**ACTIVITY:**
Starting with the first line, output the data exactly, through to the last line.

——

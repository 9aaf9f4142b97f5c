use crate::error::Result;
use crate::scpi::Scpi;
use crate::validate::check_range_i64;

use super::super::common::{Slope, Source};
use super::{check_source_level, set_time};

const SCL:&str         = ":TRIGger:SPI:SCL";
const SDA:&str         = ":TRIGger:SPI:SDA";
const SLOPE:&str       = ":TRIGger:SPI:SLOPe";
const WIDTH:&str       = ":TRIGger:SPI:WIDTh";
const DATA:&str        = ":TRIGger:SPI:DATA";
const TIMEOUT:&str     = ":TRIGger:SPI:TIMeout";
const CLOCK_LEVEL:&str = ":TRIGger:SPI:CLEVel";
const DATA_LEVEL:&str  = ":TRIGger:SPI:DLEVel";

pub const MIN_WIDTH:u8 = 4;
pub const MAX_WIDTH:u8 = 32;
pub const MIN_TIMEOUT:f64 = 100e-9;
pub const MAX_TIMEOUT:f64 = 1.0;

/// SPI trigger. A frame starts after the clock has been idle for the timeout.
pub struct Spi<'a> {
	scpi: &'a mut Scpi,
}

impl<'a> Spi<'a> {

	pub(crate) fn new(scpi:&'a mut Scpi) -> Self { Self{ scpi } }

	pub fn set_clock_source(&mut self, source:Source) -> Result<()> { self.scpi.set_mnemonic(SCL, source) }
	pub fn clock_source(&mut self) -> Result<Source>                { self.scpi.query_mnemonic(SCL) }

	pub fn set_data_source(&mut self, source:Source) -> Result<()> { self.scpi.set_mnemonic(SDA, source) }
	pub fn data_source(&mut self) -> Result<Source>                { self.scpi.query_mnemonic(SDA) }

	pub fn set_slope(&mut self, slope:Slope) -> Result<()> { self.scpi.set_mnemonic(SLOPE, slope) }
	pub fn slope(&mut self) -> Result<Slope>               { self.scpi.query_mnemonic(SLOPE) }

	pub fn set_width(&mut self, bits:u8) -> Result<()> {
		check_range_i64("width", bits as i64, MIN_WIDTH as i64, MAX_WIDTH as i64)?;
		self.scpi.set_i64(WIDTH, bits as i64)
	}

	pub fn width(&mut self) -> Result<u8> { self.scpi.query_int_in(WIDTH, MIN_WIDTH as i64, MAX_WIDTH as i64) }

	pub fn set_data(&mut self, value:u32) -> Result<()> {
		let width = self.width()?;
		check_range_i64("data", value as i64, 0, (1i64 << width) - 1)?;
		self.scpi.set_i64(DATA, value as i64)
	}

	pub fn data(&mut self) -> Result<u32> { self.scpi.query_int(DATA) }

	pub fn set_timeout(&mut self, time:f64) -> Result<()> { set_time(self.scpi, TIMEOUT, "timeout", time, MIN_TIMEOUT, MAX_TIMEOUT) }
	pub fn timeout(&mut self) -> Result<f64>              { self.scpi.query_f64(TIMEOUT) }

	pub fn set_clock_level(&mut self, level:f64) -> Result<()> {
		check_source_level(self.scpi, SCL, level)?;
		self.scpi.set_f64(CLOCK_LEVEL, level)
	}

	pub fn clock_level(&mut self) -> Result<f64> { self.scpi.query_f64(CLOCK_LEVEL) }

	pub fn set_data_level(&mut self, level:f64) -> Result<()> {
		check_source_level(self.scpi, SDA, level)?;
		self.scpi.set_f64(DATA_LEVEL, level)
	}

	pub fn data_level(&mut self) -> Result<f64> { self.scpi.query_f64(DATA_LEVEL) }

}

#[cfg(test)]
mod tests {
	use super::*;
	use crate::config::Config;
	use crate::error::Error;
	use crate::transport::MockTransport;

	#[test]
	fn data_must_fit_width() {
		let mock = MockTransport::new();
		let mut scpi = Scpi::new(Box::new(mock.clone()), Config::default());
		Spi::new(&mut scpi).set_width(32).unwrap();
		Spi::new(&mut scpi).set_data(u32::MAX).unwrap();
		Spi::new(&mut scpi).set_width(4).unwrap();
		assert!(Spi::new(&mut scpi).set_data(16).is_err());
		assert!(Spi::new(&mut scpi).set_width(33).is_err());
	}

	#[test]
	fn out_of_range_width_reply_is_an_error() {
		let mock = MockTransport::new();
		mock.reply(WIDTH, "64");
		let mut scpi = Scpi::new(Box::new(mock.clone()), Config::default());
		assert!(matches!(Spi::new(&mut scpi).set_data(1), Err(Error::UnexpectedReply{ .. })));
		assert_eq!(mock.last_sent().as_deref(), Some(":TRIGger:SPI:WIDTh?"));
	}
}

——

**WORKED SOLUTION:**
repository 9aaf9f4142b97f5c
use crate::error::Result;
use crate::scpi::Scpi;
use crate::validate::check_range_i64;

use super::super::common::{Slope, Source};
use super::{check_source_level, set_time};

const SCL:&str         = ":TRIGger:SPI:SCL";
const SDA:&str         = ":TRIGger:SPI:SDA";
const SLOPE:&str       = ":TRIGger:SPI:SLOPe";
const WIDTH:&str       = ":TRIGger:SPI:WIDTh";
const DATA:&str        = ":TRIGger:SPI:DATA";
const TIMEOUT:&str     = ":TRIGger:SPI:TIMeout";
const CLOCK_LEVEL:&str = ":TRIGger:SPI:CLEVel";
const DATA_LEVEL:&str  = ":TRIGger:SPI:DLEVel";

pub const MIN_WIDTH:u8 = 4;
pub const MAX_WIDTH:u8 = 32;
pub const MIN_TIMEOUT:f64 = 100e-9;
pub const MAX_TIMEOUT:f64 = 1.0;

/// SPI trigger. A frame starts after the clock has been idle for the timeout.
pub struct Spi<'a> {
	scpi: &'a mut Scpi,
}

impl<'a> Spi<'a> {

	pub(crate) fn new(scpi:&'a mut Scpi) -> Self { Self{ scpi } }

	pub fn set_clock_source(&mut self, source:Source) -> Result<()> { self.scpi.set_mnemonic(SCL, source) }
	pub fn clock_source(&mut self) -> Result<Source>                { self.scpi.query_mnemonic(SCL) }

	pub fn set_data_source(&mut self, source:Source) -> Result<()> { self.scpi.set_mnemonic(SDA, source) }
	pub fn data_source(&mut self) -> Result<Source>                { self.scpi.query_mnemonic(SDA) }

	pub fn set_slope(&mut self, slope:Slope) -> Result<()> { self.scpi.set_mnemonic(SLOPE, slope) }
	pub fn slope(&mut self) -> Result<Slope>               { self.scpi.query_mnemonic(SLOPE) }

	pub fn set_width(&mut self, bits:u8) -> Result<()> {
		check_range_i64("width", bits as i64, MIN_WIDTH as i64, MAX_WIDTH as i64)?;
		self.scpi.set_i64(WIDTH, bits as i64)
	}

	pub fn width(&mut self) -> Result<u8> { self.scpi.query_int_in(WIDTH, MIN_WIDTH as i64, MAX_WIDTH as i64) }

	pub fn set_data(&mut self, value:u32) -> Result<()> {
		let width = self.width()?;
		check_range_i64("data", value as i64, 0, (1i64 << width) - 1)?;
		self.scpi.set_i64(DATA, value as i64)
	}

	pub fn data(&mut self) -> Result<u32> { self.scpi.query_int(DATA) }

	pub fn set_timeout(&mut self, time:f64) -> Result<()> { set_time(self.scpi, TIMEOUT, "timeout", time, MIN_TIMEOUT, MAX_TIMEOUT) }
	pub fn timeout(&mut self) -> Result<f64>              { self.scpi.query_f64(TIMEOUT) }

	pub fn set_clock_level(&mut self, level:f64) -> Result<()> {
		check_source_level(self.scpi, SCL, level)?;
		self.scpi.set_f64(CLOCK_LEVEL, level)
	}

	pub fn clock_level(&mut self) -> Result<f64> { self.scpi.query_f64(CLOCK_LEVEL) }

	pub fn set_data_level(&mut self, level:f64) -> Result<()> {
		check_source_level(self.scpi, SDA, level)?;
		self.scpi.set_f64(DATA_LEVEL, level)
	}

	pub fn data_level(&mut self) -> Result<f64> { self.scpi.query_f64(DATA_LEVEL) }

}

#[cfg(test)]
mod tests {
	use super::*;
	use crate::config::Config;
	use crate::error::Error;
	use crate::transport::MockTransport;

	#[test]
	fn data_must_fit_width() {
		let mock = MockTransport::new();
		let mut scpi = Scpi::new(Box::new(mock.clone()), Config::default());
		Spi::new(&mut scpi).set_width(32).unwrap();
		Spi::new(&mut scpi).set_data(u32::MAX).unwrap();
		Spi::new(&mut scpi).set_width(4).unwrap();
		assert!(Spi::new(&mut scpi).set_data(16).is_err());
		assert!(Spi::new(&mut scpi).set_width(33).is_err());
	}

	#[test]
	fn out_of_range_width_reply_is_an_error() {
		let mock = MockTransport::new();
		mock.reply(WIDTH, "64");
		let mut scpi = Scpi::new(Box::new(mock.clone()), Config::default());
		assert!(matches!(Spi::new(&mut scpi).set_data(1), Err(Error::UnexpectedReply{ .. })));
		assert_eq!(mock.last_sent().as_deref(), Some(":TRIGger:SPI:WIDTh?"));
	}
}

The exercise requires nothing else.